Harga nikel naik, empat saham ini layak dicermati



KONTAN.CO.ID - JAKARTA. Kenaikan harga nikel, diprediksi akan berimbas ke penjualan emiten yang ikut terdongkrak. Apalagi dengan adanya pelarangan ekspor bijih nikel. Harga nikel dalam periode waktu berjalan (ytd) telah naik 66,8% ke level US$ 17.900 per ton.

"Untuk pelarangan ekspor mentah cukup positif karena akan memberikan value added yang cukup tinggi ke emiten," jelas Analis Profindo Sekuritas Dimas W. P. Pratama, Senin (2/9).

Untuk itu, Dimas melihat pada semester dua ini, investor layak untuk memperhatikan saham PT Vale Indonesia Tbk (INCO, anggota indeks Kompas100 ini), PT Aneka Tambang Tbk (ANTM, anggota indeks Kompas100 ini), PT Central Omega Resources Tbk (DKFT) dan PT Timah (persero) Tbk (TINS, anggota indeks Kompas100 ini). Alasannya karena valuasi keempat saham tersebut masih murah. 


Sejak awal tahun hingga hari ini, harga keempat saham tersebut naik cukup tinggi. Harga saham saham ANTM naik 52,94% ke level Rp 1.170. Disusul oleh TINS yang pada penutupan pasar berhenti di Rp 1.110 atau naik 47,02% ytd.

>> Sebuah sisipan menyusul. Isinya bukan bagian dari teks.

//! # Presenter
//! Renders the timer onto a 2 line, 16 character display.
//!
//! Every render builds a complete [`Frame`] first and then clears the display before writing it, the display has no
//! partial update we could rely on.
use crate::error::Error;
use core::fmt::Write;
use heapless::String;

/// Number of character columns of the display
pub const COLUMNS: usize = 16;

/// Number of lines of the display
pub const ROWS: usize = 2;

/// One line of display text
pub type LineText = String<COLUMNS>;

/// The character display as the presenter needs it.
pub trait TextDisplay {
    /// Error reported by the display driver
    type Error: core::fmt::Debug;

    /// Blank the whole display
    fn clear(&mut self) -> Result<(), Self::Error>;

    /// Write `text` at the start of line `row`
    fn write_line(&mut self, row: u8, text: &str) -> Result<(), Self::Error>;
}

/// The content of the display after one render.
#[derive(Debug, Clone, PartialEq, Eq, Default)]
pub struct Frame {
    /// The text per line, unused lines stay empty
    lines: [LineText; ROWS],
}

impl Frame {
    /// Editing screen: `Set Mins:MM:SS` or `Set Secs:MM:SS`
    pub fn editing(minutes: u8, seconds: u8, editing_minutes: bool) -> Self {
        let label = if editing_minutes { "Set Mins" } else { "Set Secs" };
        Self::clock(label, minutes, seconds)
    }

    /// Countdown screen: `T-Minus:MM:SS`
    pub fn countdown(minutes: u8, seconds: u8) -> Self {
        Self::clock("T-Minus", minutes, seconds)
    }

    /// The countdown reached zero
    pub fn expired() -> Self {
        Self::message("TIME'S UP!")
    }

    /// The countdown was cancelled
    pub fn reset() -> Self {
        Self::message("RESET TIMER")
    }

    /// The text of line `row`, empty for rows the display does not have
    pub fn line(&self, row: usize) -> &str {
        self.lines.get(row).map_or("", |line| line.as_str())
    }

    /// A label followed by two 2-digit values
    fn clock(label: &str, minutes: u8, seconds: u8) -> Self {
        let mut frame = Self::default();
        // "T-Minus:59:59" is the longest we ever produce at 14 characters, the write cannot overflow
        let _ = write!(frame.lines[0], "{label}:{minutes:02}:{seconds:02}");
        frame
    }

    /// A fixed message on the first line
    fn message(text: &str) -> Self {
        let mut frame = Self::default();
        let _ = frame.lines[0].push_str(text);
        frame
    }
}

/// Owns the display and renders the screens of the timer onto it.
pub struct Presenter<D> {
    /// The character display
    display: D,
}

impl<D: TextDisplay> Presenter<D> {
    /// Create a new `Presenter`
    pub const fn new(display: D) -> Self {
        Self { display }
    }

    /// Show the values being set and which one the rotary encoder edits
    pub fn show_editing(&mut self, minutes: u8, seconds: u8, editing_minutes: bool) -> Result<(), Error> {
        self.render(&Frame::editing(minutes, seconds, editing_minutes))
    }

    /// Show the remaining time of a running countdown
    pub fn show_countdown(&mut self, minutes: u8, seconds: u8) -> Result<(), Error> {
        self.render(&Frame::countdown(minutes, seconds))
    }

    /// Show that the countdown has expired
    pub fn show_expired(&mut self) -> Result<(), Error> {
        self.render(&Frame::expired())
    }

    /// Show that the countdown was cancelled
    pub fn show_reset(&mut self) -> Result<(), Error> {
        self.render(&Frame::reset())
    }

    /// Clear the display and write every line of `frame`
    pub fn render(&mut self, frame: &Frame) -> Result<(), Error> {
        debug!("display: {}", frame.line(0));
        self.display.clear().map_err(|e| display_error(&e))?;
        for (row, line) in (0u8..).zip(frame.lines.iter()) {
            if !line.is_empty() {
                self.display.write_line(row, line).map_err(|e| display_error(&e))?;
            }
        }
        Ok(())
    }
}

/// Log the driver error and turn it into ours
fn display_error<E: core::fmt::Debug>(e: &E) -> Error {
    #[cfg(feature = "defmt")]
    error!("display error: {:?}", defmt::Debug2Format(e));
    #[cfg(not(feature = "defmt"))]
    let _ = e;
    Error::Display
}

Baca Juga: ESDM akui larangan ekspor nikel untuk amankan bahan baku baterai mobil listrik

Kemudian INCO  naik 21,78% ytd ke level Rp 3.970. Sedangkan DKFT turun 7,84% ytd ke level Rp 282 namun dalam enam bulan terakhir saham emiten ini naik hingga 12,8%.

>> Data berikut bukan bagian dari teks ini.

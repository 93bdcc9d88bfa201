//! # LCD
//! 16x2 HD44780 character display behind a PCF8574 I2C backpack.
use defmt::info;
use embassy_rp::i2c::{Blocking, I2c};
use embassy_rp::peripherals::I2C0;
use embassy_time::Delay;
use hd44780_driver::bus::I2CBus;
use hd44780_driver::{Cursor, CursorBlink, Display, DisplayMode, HD44780};
use pico_countdown_timer::presenter::TextDisplay;

/// Error reported by the display driver
pub type LcdError = hd44780_driver::error::Error;

/// The I2C bus the display sits on
type LcdBus = I2CBus<I2c<'static, I2C0, Blocking>>;

/// DDRAM address of the first character of the second line
const SECOND_LINE_ADDRESS: u8 = 0x40;

/// The display together with the delay its driver needs for every command
pub struct Lcd {
    /// The HD44780 driver
    driver: HD44780<LcdBus>,
    /// Blocking delay for the command timings
    delay: Delay,
}

impl Lcd {
    /// Create a new `Lcd`, resetting and clearing the display with the cursor hidden
    pub fn new(i2c: I2c<'static, I2C0, Blocking>, address: u8) -> Result<Self, LcdError> {
        let mut delay = Delay;
        let mut driver = HD44780::new_i2c(i2c, address, &mut delay)?;
        driver.reset(&mut delay)?;
        driver.clear(&mut delay)?;
        driver.set_display_mode(
            DisplayMode {
                display: Display::On,
                cursor_visibility: Cursor::Invisible,
                cursor_blink: CursorBlink::Off,
            },
            &mut delay,
        )?;
        info!("display ready at {=u8:#x}", address);
        Ok(Self { driver, delay })
    }
}

impl TextDisplay for Lcd {
    type Error = LcdError;

    fn clear(&mut self) -> Result<(), LcdError> {
        self.driver.clear(&mut self.delay)
    }

    fn write_line(&mut self, row: u8, text: &str) -> Result<(), LcdError> {
        let address = if row == 0 { 0 } else { SECOND_LINE_ADDRESS };
        self.driver.set_cursor_pos(address, &mut self.delay)?;
        self.driver.write_str(text, &mut self.delay)
    }
}
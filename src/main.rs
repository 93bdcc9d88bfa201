// we are in an environment with constrained resources, so we do not use the standard library and we define a different entry point.
#![no_std]
#![no_main]

use crate::board::Board;
use crate::board::encoder::rotary_encoder;
use defmt::{Debug2Format, error, info};
use embassy_executor::Spawner;
use embassy_futures::select::{Either, select};
use embassy_time::Delay;
use pico_countdown_timer::input::{PinInputs, RotaryCounter};
use pico_countdown_timer::{Sequencer, TimerConfig};
use {defmt_rtt as _, panic_probe as _}; // global logger and panic handler

mod board;

/// Rotary encoder position, written by the decoder and polled by the sequencer
static ROTARY: RotaryCounter = RotaryCounter::new();

// Entry point
#[embassy_executor::main]
async fn main(_spawner: Spawner) {
    info!("Program start");

    // Initialize the peripherals for the RP2040
    let p = embassy_rp::init(Default::default());

    let board = match Board::init(p) {
        Ok(board) => board,
        Err(e) => {
            error!("Failed to initialize display: {}", Debug2Format(&e));
            core::panic!("display did not respond");
        }
    };

    let config = TimerConfig::default();
    let inputs = PinInputs::new(board.start, board.mode, board.reset, &ROTARY);
    let mut sequencer = match Sequencer::new(inputs, board.lcd, board.buzzer, Delay, config) {
        Ok(sequencer) => sequencer,
        Err(e) => core::panic!("{}", e),
    };

    // the decoder only returns if the executor is gone, the sequencer only on a peripheral failure
    match select(
        rotary_encoder(board.encoder_clk, board.encoder_dt, &ROTARY),
        sequencer.run(),
    )
    .await
    {
        Either::First(()) => core::panic!("rotary encoder stopped"),
        Either::Second(Err(e)) => {
            error!("timer stopped: {}", e);
            core::panic!("{}", e);
        }
        Either::Second(Ok(never)) => match never {},
    }
}
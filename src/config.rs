//! # Timer configuration
//! The timing parameters of the timer. The defaults are generated by `build.rs` from `config/timer_config.json`,
//! formatted as follows (every key is optional):
//! ```json
//! {
//!     "poll_interval_ms": 50,
//!     "debounce_ms": 300,
//!     "tick_ms": 1000,
//!     "cancel_pause_ms": 1000,
//!     "alarm_pulses": 100,
//!     "alarm_on_ms": 100,
//!     "alarm_off_ms": 100,
//!     "alarm_active_low": true,
//!     "lcd_address": 39
//! }
//! ```

/// Constants generated from `config/timer_config.json`
mod generated {
    include!(concat!(env!("OUT_DIR"), "/timer_config.rs"));
}

use embassy_time::Duration;

/// I2C address of the LCD backpack
pub const LCD_ADDRESS: u8 = generated::LCD_ADDRESS;

/// Timing parameters, one per sequencer state plus the alarm pattern.
#[derive(Debug, Clone, Copy, PartialEq, Eq)]
#[cfg_attr(feature = "defmt", derive(defmt::Format))]
pub struct TimerConfig {
    /// Pause between two input polls while editing
    pub poll_interval: Duration,
    /// Pause after a mode toggle, no input is read during it
    pub debounce: Duration,
    /// Length of one countdown tick
    pub tick: Duration,
    /// How long the reset message stays on the display after a cancelled countdown
    pub cancel_pause: Duration,
    /// The alarm pattern
    pub alarm: AlarmPattern,
}

/// On/off pattern of the buzzer.
#[derive(Debug, Clone, Copy, PartialEq, Eq)]
#[cfg_attr(feature = "defmt", derive(defmt::Format))]
pub struct AlarmPattern {
    /// Maximum number of pulses before the alarm gives up on its own
    pub pulses: u16,
    /// Time the buzzer is on per pulse
    pub on: Duration,
    /// Time the buzzer is off per pulse, the buttons are sampled after it
    pub off: Duration,
    /// The buzzer sounds when its line is low, the idle level is high
    pub active_low: bool,
}

impl Default for TimerConfig {
    fn default() -> Self {
        Self {
            poll_interval: Duration::from_millis(generated::POLL_INTERVAL_MS),
            debounce: Duration::from_millis(generated::DEBOUNCE_MS),
            tick: Duration::from_millis(generated::TICK_MS),
            cancel_pause: Duration::from_millis(generated::CANCEL_PAUSE_MS),
            alarm: AlarmPattern::default(),
        }
    }
}

impl Default for AlarmPattern {
    fn default() -> Self {
        Self {
            pulses: generated::ALARM_PULSES,
            on: Duration::from_millis(generated::ALARM_ON_MS),
            off: Duration::from_millis(generated::ALARM_OFF_MS),
            active_low: generated::ALARM_ACTIVE_LOW,
        }
    }
}

impl AlarmPattern {
    /// Longest time the pattern can run when nobody presses a button
    pub fn max_duration(&self) -> Duration {
        (self.on + self.off) * u32::from(self.pulses)
    }
}

/// Converts a duration into whole milliseconds for `DelayNs`, saturating at `u32::MAX`.
pub(crate) fn as_delay_ms(duration: Duration) -> u32 {
    u32::try_from(duration.as_millis()).unwrap_or(u32::MAX)
}

#[cfg(test)]
mod tests {
    use super::*;

    #[test]
    fn defaults_follow_the_shipped_configuration() {
        let config = TimerConfig::default();
        assert_eq!(config.poll_interval, Duration::from_millis(50));
        assert_eq!(config.debounce, Duration::from_millis(300));
        assert_eq!(config.tick, Duration::from_secs(1));
        assert_eq!(config.cancel_pause, Duration::from_secs(1));
        assert_eq!(config.alarm.pulses, 100);
        assert!(config.alarm.active_low);
        assert_eq!(LCD_ADDRESS, 0x27);
    }

    #[test]
    fn default_alarm_gives_up_after_twenty_seconds() {
        assert_eq!(AlarmPattern::default().max_duration(), Duration::from_secs(20));
    }

    #[test]
    fn delay_conversion_saturates() {
        assert_eq!(as_delay_ms(Duration::from_millis(300)), 300);
        assert_eq!(as_delay_ms(Duration::from_secs(u64::from(u32::MAX))), u32::MAX);
    }
}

Dari sisi valuasi, price earning ratio (PER) DKFT tercatat 14,1 kali dengan price book value ratio (PBVR) sebesar 1,46 kali. Sementara itu PER ANTM tercatat 40,34 kali dengan PBVR 1,41 kali. 

Sedangkan untuk INCO, PER perusahaan ini tercatat negatif 53,27 kali dengan PBVR 1,5 kali. Terakhir, TINS memiliki PER 6,85kali dan PBVR sebesar 1,19 kali.

Sebelumnya, Wakil Presiden Direktur Vale Indonesia Febriany Eddy menilai larangan ekspor bijih nikel alias ore nikel justru menguntungkan Indonesia. Bagi INCO, pelarangan tersebut juga berdampak positif karena ikut mengerek harga.

Baca Juga: Asosiasi berikan tanggapan beragam atas larangan ekspor bijih nikel

"Harga kan sekarang tinggi sekali sampai pernah menyentuh US$ 16.000, terutama karena statement banned ore ekspor, pengaruhnya besar sekali," jelas Febriany usai RUPSLB, Jumat (16/8).